***** Available data

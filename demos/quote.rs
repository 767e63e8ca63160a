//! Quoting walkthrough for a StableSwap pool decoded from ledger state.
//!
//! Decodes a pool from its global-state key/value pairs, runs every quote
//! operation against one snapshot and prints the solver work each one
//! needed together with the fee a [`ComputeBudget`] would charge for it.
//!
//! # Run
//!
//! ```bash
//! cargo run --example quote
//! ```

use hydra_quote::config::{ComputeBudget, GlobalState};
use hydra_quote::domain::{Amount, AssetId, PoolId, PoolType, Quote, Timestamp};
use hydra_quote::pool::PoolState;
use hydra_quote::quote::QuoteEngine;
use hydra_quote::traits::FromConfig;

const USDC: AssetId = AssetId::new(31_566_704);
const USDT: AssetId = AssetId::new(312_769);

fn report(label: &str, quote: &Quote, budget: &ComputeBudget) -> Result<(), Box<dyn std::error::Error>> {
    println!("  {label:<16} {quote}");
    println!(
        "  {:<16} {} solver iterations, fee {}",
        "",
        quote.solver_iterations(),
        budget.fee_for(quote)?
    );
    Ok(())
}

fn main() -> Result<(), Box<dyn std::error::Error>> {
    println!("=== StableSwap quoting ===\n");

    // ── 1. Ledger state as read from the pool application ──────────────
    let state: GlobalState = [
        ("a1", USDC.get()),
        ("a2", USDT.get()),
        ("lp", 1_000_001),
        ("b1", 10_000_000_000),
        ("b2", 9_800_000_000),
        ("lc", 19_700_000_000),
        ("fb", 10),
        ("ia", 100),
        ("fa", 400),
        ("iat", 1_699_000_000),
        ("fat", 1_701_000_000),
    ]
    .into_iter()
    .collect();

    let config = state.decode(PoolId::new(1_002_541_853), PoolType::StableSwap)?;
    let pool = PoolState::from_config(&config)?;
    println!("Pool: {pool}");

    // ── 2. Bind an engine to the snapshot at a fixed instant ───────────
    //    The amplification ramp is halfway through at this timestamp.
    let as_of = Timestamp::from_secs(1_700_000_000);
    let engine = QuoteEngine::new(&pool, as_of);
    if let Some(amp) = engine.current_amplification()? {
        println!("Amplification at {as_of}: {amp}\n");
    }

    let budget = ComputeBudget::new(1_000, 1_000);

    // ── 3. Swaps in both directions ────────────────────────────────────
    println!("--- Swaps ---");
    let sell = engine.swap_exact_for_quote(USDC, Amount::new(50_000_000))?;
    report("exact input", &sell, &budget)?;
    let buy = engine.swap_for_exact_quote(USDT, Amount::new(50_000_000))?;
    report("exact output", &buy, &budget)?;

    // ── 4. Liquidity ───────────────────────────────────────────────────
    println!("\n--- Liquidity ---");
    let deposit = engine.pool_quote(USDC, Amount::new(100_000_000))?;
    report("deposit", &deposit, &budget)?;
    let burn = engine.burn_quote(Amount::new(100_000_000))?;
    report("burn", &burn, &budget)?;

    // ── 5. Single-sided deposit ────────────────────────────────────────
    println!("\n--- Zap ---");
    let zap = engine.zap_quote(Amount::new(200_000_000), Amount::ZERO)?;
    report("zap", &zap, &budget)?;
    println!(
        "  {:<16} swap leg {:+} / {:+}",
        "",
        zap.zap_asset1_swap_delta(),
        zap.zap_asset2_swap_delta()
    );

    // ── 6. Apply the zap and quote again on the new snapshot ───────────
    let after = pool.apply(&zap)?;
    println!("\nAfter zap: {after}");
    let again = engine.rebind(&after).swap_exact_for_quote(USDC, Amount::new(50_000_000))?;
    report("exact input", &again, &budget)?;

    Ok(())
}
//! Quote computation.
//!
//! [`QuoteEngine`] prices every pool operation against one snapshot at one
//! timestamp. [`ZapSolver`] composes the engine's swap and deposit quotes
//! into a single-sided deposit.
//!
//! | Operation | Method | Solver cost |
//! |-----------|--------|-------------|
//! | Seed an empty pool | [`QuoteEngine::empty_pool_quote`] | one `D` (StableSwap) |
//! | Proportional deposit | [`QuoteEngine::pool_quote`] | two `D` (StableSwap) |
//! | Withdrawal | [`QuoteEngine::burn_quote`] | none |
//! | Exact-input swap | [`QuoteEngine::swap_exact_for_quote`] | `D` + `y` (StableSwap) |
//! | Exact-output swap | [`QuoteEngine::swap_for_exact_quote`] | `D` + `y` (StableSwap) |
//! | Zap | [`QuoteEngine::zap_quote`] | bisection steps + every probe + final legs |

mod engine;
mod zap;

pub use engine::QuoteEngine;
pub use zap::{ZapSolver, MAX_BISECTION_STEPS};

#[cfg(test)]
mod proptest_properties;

**********

**Exercise instructions**
Write down again, exactly as given, only the lines above that fall from the line with "budget.fee_for(quote)?" to the line with "fixed instant ───────────", inclusive.

**Problem solution**
        budget.fee_for(quote)?
    );
    Ok(())
}

fn main() -> Result<(), Box<dyn std::error::Error>> {
    println!("=== StableSwap quoting ===\n");

    // ── 1. Ledger state as read from the pool application ──────────────
    let state: GlobalState = [
        ("a1", USDC.get()),
        ("a2", USDT.get()),
        ("lp", 1_000_001),
        ("b1", 10_000_000_000),
        ("b2", 9_800_000_000),
        ("lc", 19_700_000_000),
        ("fb", 10),
        ("ia", 100),
        ("fa", 400),
        ("iat", 1_699_000_000),
        ("fat", 1_701_000_000),
    ]
    .into_iter()
    .collect();

    let config = state.decode(PoolId::new(1_002_541_853), PoolType::StableSwap)?;
    let pool = PoolState::from_config(&config)?;
    println!("Pool: {pool}");

    // ── 2. Bind an engine to the snapshot at a fixed instant ───────────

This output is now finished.